Independence from the United States
- • Republic proclaimed: May 10, 1979
- • Compact of Free Association: November 3, 1986

Area
- • Total: 702 km^{2} (271 sq mi) (177th)
- • Water (%): negligible

Population
- • 2023 census: 75,817 (185th)
- • Density: 150.4/km^{2} (389.5/sq mi) (75th)
- GDP (PPP): 2025 estimate
- • Total: ▲$451 million
- • Per capita: ▲$4,768
- GDP (nominal): 2025 estimate
- • Total: ▲$500 million
- • Per capita: ▲$5,291
- Gini (2013): 40.1 medium inequality
- HDI (2023): 0.615 medium (149th)
- Currency: United States dollar (USD)
- Time zone: UTC+10 and +11
- Date format: MM/DD/YYYY
- Calling code: +691
- ISO 3166 code: FM
- Internet TLD: .fm
- Regional languages used at state and municipal levels.;

= Federated States of Micronesia =

Island country in Oceania

The Federated States of Micronesia (FSM), or simply Micronesia (/ˌmaɪkroʊˈniːʒə/), is an island country in Micronesia, a region of Oceania. The federation encompasses the majority of the Caroline Islands (excluding Palau) and consists of four states—from west to east: Yap, Chuuk, Pohnpei, and Kosrae—that span the western Pacific just north of the equator for a longitudinal distance of almost 2700 km. Together, the states comprise around 607 islands and a combined land area of approximately 702 km2.

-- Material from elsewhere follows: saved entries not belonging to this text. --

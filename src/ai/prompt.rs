/// 评分提示词模板
pub const PROMPT_TEMPLATE: &str = r#"
You are an automatic programming assignment grader.

Your job is to judge correctness, not to teach or improve the code.

Follow this procedure strictly:

Step 1: Understand what the question asks.
Step 2: Understand exactly what the student wrote.
Step 3: Decide whether the student's answer fully satisfies the question.

Rules:
- Do NOT assume anything that is not written.
- Do NOT imagine missing code.
- Do NOT suggest improvements.
- Do NOT change the student's solution.
- If the answer is correct, accept it even if it could be written better.
- If the answer is incorrect, identify the main reason.

Mistake types:
- "syntax"  → the code is invalid in its language
- "logic"   → the approach does not solve the problem
- "output"  → the approach is correct but the output is wrong
- "none"    → fully correct

Scoring:
- 10 → fully correct
- 7  → minor mistake
- 4  → partially correct
- 0  → wrong

Return ONLY valid JSON and nothing else.

Format:
{
  "mistake_type": "syntax|logic|output|none",
  "confidence": 0.0 to 1.0,
  "score": 0 to 10,
  "feedback": "short explanation"
}

Question:
{{QUESTION}}

Student answer:
{{ANSWER}}
"#;

pub fn build_prompt(question: &str, answer: &str) -> String {
    // 答案在题目之后填入，答案里出现的占位符不会被展开
    match PROMPT_TEMPLATE.split_once("{{ANSWER}}") {
        Some((head, tail)) => format!("{}{}{}", head.replace("{{QUESTION}}", question), answer, tail),
        None => PROMPT_TEMPLATE.replace("{{QUESTION}}", question),
    }
}
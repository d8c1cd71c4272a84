//! 通知出站实体

use sea_orm::entity::prelude::*;

#[derive(Clone, Debug, PartialEq, DeriveEntityModel)]
#[sea_orm(table_name = "notifications")]
pub struct Model {
    #[sea_orm(primary_key)]
    pub id: i64,
    pub event_type: String,
    pub reference_type: String,
    pub reference_id: i64,
    #[sea_orm(column_type = "Text")]
    pub payload: String,
    pub created_at: i64,
}

#[derive(Copy, Clone, Debug, EnumIter, DeriveRelation)]
pub enum Relation {}

impl ActiveModelBehavior for ActiveModel {}

impl Model {
    pub fn into_notification(self) -> crate::models::notifications::entities::Notification {
        use crate::models::notifications::entities::Notification;
        use chrono::{DateTime, Utc};

        Notification {
            id: self.id,
            event_type: self.event_type,
            reference_type: self.reference_type,
            reference_id: self.reference_id,
            payload: serde_json::from_str(&self.payload).unwrap_or(serde_json::Value::Null),
            created_at: DateTime::<Utc>::from_timestamp(self.created_at, 0).unwrap_or_default(),
        }
    }
}
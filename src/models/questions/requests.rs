use serde::Deserialize;
use ts_rs::TS;

/// 添加题目请求
#[derive(Debug, Clone, Deserialize, TS)]
#[ts(export, export_to = "question.ts")]
pub struct CreateQuestionRequest {
    pub title: String,
    pub total_marks: Option<f64>,
}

The entire island federation lies across the northern Pacific accordingly: northeast of Indonesia and Papua New Guinea, south of Guam and the Marianas, west of Nauru and the Marshall Islands, east of Palau and the Philippines, about 2900 km north of eastern Australia, 3,400 km southeast of Japan, and some 4000 km southwest of Honolulu of the Hawaiian Islands.

The country's total land area is relatively small, but its waters occupy nearly 3 e6km2 of the Pacific Ocean, giving the country the 14th-largest exclusive economic zone in the world. The nation's capital is Palikir, on Pohnpei Island, and its largest city is Weno, an island municipality in the Chuuk Lagoon.

Each of its four states is centered on one or more main volcanic islands, and all but Kosrae include numerous outlying atolls. The FSM spreads across part of the Caroline Islands in the wider region of Micronesia, which region consists of thousands of small islands divided among several countries. The term Micronesia may refer to the Federated States of Micronesia or to the region as a whole.

The FSM was a part of the former Trust Territory of the Pacific Islands (TTPI), a United Nations Trust Territory administered by the United States from 1947 to 1994. On May 10, 1979, the islands ratified a constitutional government and then became a sovereign state after attaining independence on November 3, 1986—under a Compact of Free Association with the United States. Other neighboring island entities (also former members of the TTPI) also formed constitutional governments, becoming the Republic of the Marshall Islands and the Republic of Palau. The FSM has a seat in the United Nations and has been a member of the Pacific Community since 1983.

== History ==

=== Early settlement and Nan Madol ===
The ancestors of the Micronesians settled over four thousand years ago. A decentralized chieftain-based system eventually evolved into a more centralized economic and religious culture centered on Yap Island.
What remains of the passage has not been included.